Segment Start: Exercise input
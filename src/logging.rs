//! Logging configuration and initialization for docportal.

use std::fs::{self, File};
use std::path::Path;
use std::sync::Arc;

use tracing::Level;
use tracing_subscriber::fmt::writer::MakeWriterExt;
use tracing_subscriber::prelude::*;
use tracing_subscriber::EnvFilter;

use crate::config::LoggingConfig;
use crate::Result;

/// Parse log level string to tracing Level.
fn parse_level(level: &str) -> Level {
    match level.to_lowercase().as_str() {
        "trace" => Level::TRACE,
        "debug" => Level::DEBUG,
        "info" => Level::INFO,
        "warn" | "warning" => Level::WARN,
        "error" => Level::ERROR,
        _ => Level::INFO,
    }
}

/// Initialize the logging system with the given configuration.
///
/// Logs always go to stderr so command output on stdout stays clean. When
/// `config.file` is set the same lines are appended to that file.
pub fn init(config: &LoggingConfig) -> Result<()> {
    let level = parse_level(&config.level);
    let filter = EnvFilter::from_default_env().add_directive(level.into());

    let Some(file) = config.file.as_deref() else {
        init_console_only(&config.level);
        return Ok(());
    };

    if let Some(parent) = Path::new(file).parent() {
        if !parent.as_os_str().is_empty() && !parent.exists() {
            fs::create_dir_all(parent)?;
        }
    }

    let log_file = fs::OpenOptions::new().create(true).append(true).open(file)?;
    let log_file: Arc<File> = Arc::new(log_file);

    let writer = std::io::stderr.and(log_file);

    tracing_subscriber::registry()
        .with(
            tracing_subscriber::fmt::layer()
                .with_writer(writer)
                .with_ansi(false)
                .with_target(true)
                .with_thread_ids(false)
                .with_file(false)
                .with_line_number(false),
        )
        .with(filter)
        .init();

    Ok(())
}

/// Initialize console-only logging (stderr).
pub fn init_console_only(level: &str) {
    let level = parse_level(level);
    let filter = EnvFilter::from_default_env().add_directive(level.into());

    tracing_subscriber::registry()
        .with(
            tracing_subscriber::fmt::layer()
                .with_writer(std::io::stderr)
                .with_ansi(true)
                .with_target(true),
        )
        .with(filter)
        .init();
}

#[cfg(test)]
mod tests {
    use super::*;

    #[test]
    fn test_parse_level_known() {
        assert_eq!(parse_level("trace"), Level::TRACE);
        assert_eq!(parse_level("DEBUG"), Level::DEBUG);
        assert_eq!(parse_level("info"), Level::INFO);
        assert_eq!(parse_level("warning"), Level::WARN);
        assert_eq!(parse_level("ERROR"), Level::ERROR);
    }

    #[test]
    fn test_parse_level_default() {
        assert_eq!(parse_level("invalid"), Level::INFO);
        assert_eq!(parse_level(""), Level::INFO);
    }
}
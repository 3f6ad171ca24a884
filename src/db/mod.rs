//! Database module for docportal.
//!
//! This module provides SQLite connectivity (through a sqlx pool) and
//! migration management.

mod admin;
mod schema;

pub use admin::{Admin, AdminRepository};
pub use schema::MIGRATIONS;

use std::path::Path;
use std::str::FromStr;
use std::time::Duration;

use sqlx::sqlite::{SqliteConnectOptions, SqliteJournalMode, SqlitePoolOptions};
use sqlx::{Sqlite, SqlitePool, Transaction};
use tracing::{debug, info};

use crate::Result;

/// Database wrapper owning the SQLite pool.
///
/// The pool holds a single connection: every statement is serialized, and a
/// transaction in progress must be used for all queries until it is
/// committed or dropped.
#[derive(Clone)]
pub struct Database {
    pool: SqlitePool,
}

impl Database {
    /// Open a database at the specified path.
    ///
    /// The file (and its parent directories) are created if missing.
    /// Migrations are applied automatically.
    pub async fn open(path: impl AsRef<Path>) -> Result<Self> {
        let path = path.as_ref();
        info!(path = %path.display(), "Opening database");

        if let Some(parent) = path.parent() {
            if !parent.as_os_str().is_empty() && !parent.exists() {
                std::fs::create_dir_all(parent)?;
            }
        }

        let options = SqliteConnectOptions::new()
            .filename(path)
            .create_if_missing(true)
            .foreign_keys(true)
            .journal_mode(SqliteJournalMode::Wal)
            .busy_timeout(Duration::from_secs(5));

        Self::connect(options).await
    }

    /// Open an in-memory database for testing.
    pub async fn open_in_memory() -> Result<Self> {
        debug!("Opening in-memory database");
        let options = SqliteConnectOptions::from_str("sqlite::memory:")?.foreign_keys(true);
        Self::connect(options).await
    }

    async fn connect(options: SqliteConnectOptions) -> Result<Self> {
        // An in-memory database lives exactly as long as its connection.
        let pool = SqlitePoolOptions::new()
            .max_connections(1)
            .min_connections(1)
            .idle_timeout(None)
            .max_lifetime(None)
            .connect_with(options)
            .await?;

        let db = Self { pool };
        db.migrate().await?;
        Ok(db)
    }

    /// Get a reference to the underlying pool.
    pub fn pool(&self) -> &SqlitePool {
        &self.pool
    }

    /// Begin a new transaction.
    pub async fn begin(&self) -> Result<Transaction<'static, Sqlite>> {
        Ok(self.pool.begin().await?)
    }

    /// Get the current schema version (0 for a fresh database).
    pub async fn schema_version(&self) -> Result<i64> {
        if !self.table_exists("schema_version").await? {
            return Ok(0);
        }

        let version: i64 = sqlx::query_scalar("SELECT COALESCE(MAX(version), 0) FROM schema_version")
            .fetch_one(&self.pool)
            .await?;

        Ok(version)
    }

    /// Apply pending migrations, each in its own transaction.
    pub async fn migrate(&self) -> Result<()> {
        let current_version = self.schema_version().await?;

        if current_version as usize >= MIGRATIONS.len() {
            debug!(version = current_version, "Database is up to date");
            return Ok(());
        }

        info!(
            from = current_version,
            to = MIGRATIONS.len(),
            "Migrating database"
        );

        sqlx::query(
            "CREATE TABLE IF NOT EXISTS schema_version (
                version     INTEGER PRIMARY KEY,
                applied_at  TEXT NOT NULL DEFAULT (datetime('now'))
            )",
        )
        .execute(&self.pool)
        .await?;

        for (i, migration) in MIGRATIONS.iter().enumerate().skip(current_version as usize) {
            let version = (i + 1) as i64;
            debug!(version, "Applying migration");

            let mut tx = self.pool.begin().await?;
            sqlx::raw_sql(migration).execute(&mut *tx).await?;
            sqlx::query("INSERT INTO schema_version (version) VALUES (?)")
                .bind(version)
                .execute(&mut *tx)
                .await?;
            tx.commit().await?;
        }

        info!(version = MIGRATIONS.len(), "Database migration complete");
        Ok(())
    }

    /// Check if a table exists.
    pub async fn table_exists(&self, table_name: &str) -> Result<bool> {
        let exists: bool = sqlx::query_scalar(
            "SELECT EXISTS(SELECT 1 FROM sqlite_master WHERE type='table' AND name=?)",
        )
        .bind(table_name)
        .fetch_one(&self.pool)
        .await?;

        Ok(exists)
    }

    /// Close the pool, waiting for the connection to be released.
    pub async fn close(&self) {
        self.pool.close().await;
        debug!("Database pool closed");
    }
}

impl std::fmt::Debug for Database {
    fn fmt(&self, f: &mut std::fmt::Formatter<'_>) -> std::fmt::Result {
        f.debug_struct("Database").finish()
    }
}

#[cfg(test)]
mod tests {
    use super::*;

    #[tokio::test]
    async fn test_open_in_memory() {
        let db = Database::open_in_memory().await.unwrap();
        assert!(db.schema_version().await.unwrap() > 0);
    }

    #[tokio::test]
    async fn test_migrations_applied() {
        let db = Database::open_in_memory().await.unwrap();
        let version = db.schema_version().await.unwrap();
        assert_eq!(version as usize, MIGRATIONS.len());
    }

    #[tokio::test]
    async fn test_tables_exist() {
        let db = Database::open_in_memory().await.unwrap();

        assert!(db.table_exists("admins").await.unwrap());
        assert!(db.table_exists("folders").await.unwrap());
        assert!(db.table_exists("files").await.unwrap());
        assert!(db.table_exists("schema_version").await.unwrap());
        assert!(!db.table_exists("nonexistent").await.unwrap());
    }

    #[tokio::test]
    async fn test_foreign_keys_enabled() {
        let db = Database::open_in_memory().await.unwrap();

        let fk_enabled: i64 = sqlx::query_scalar("PRAGMA foreign_keys")
            .fetch_one(db.pool())
            .await
            .unwrap();
        assert_eq!(fk_enabled, 1);
    }

    #[tokio::test]
    async fn test_transaction_rollback() {
        let db = Database::open_in_memory().await.unwrap();

        {
            let mut tx = db.begin().await.unwrap();
            sqlx::query("INSERT INTO folders (name) VALUES (?)")
                .bind("rolled back")
                .execute(&mut *tx)
                .await
                .unwrap();
            // Dropped without commit.
        }

        let count: i64 = sqlx::query_scalar("SELECT COUNT(*) FROM folders")
            .fetch_one(db.pool())
            .await
            .unwrap();
        assert_eq!(count, 0);
    }

    #[tokio::test]
    async fn test_open_file_database() {
        let temp_dir = tempfile::TempDir::new().unwrap();
        let db_path = temp_dir.path().join("nested").join("portal.db");

        {
            let db = Database::open(&db_path).await.unwrap();
            assert!(db.table_exists("folders").await.unwrap());
            db.close().await;
        }

        {
            let db = Database::open(&db_path).await.unwrap();
            assert_eq!(db.schema_version().await.unwrap() as usize, MIGRATIONS.len());
            db.close().await;
        }
    }
}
Segment End: Exercise input
*Task*. Copy, from the lines above, each one that holds "bind".

*Solution below*.
                .bind(version)
        .bind(table_name)
                .bind("rolled back")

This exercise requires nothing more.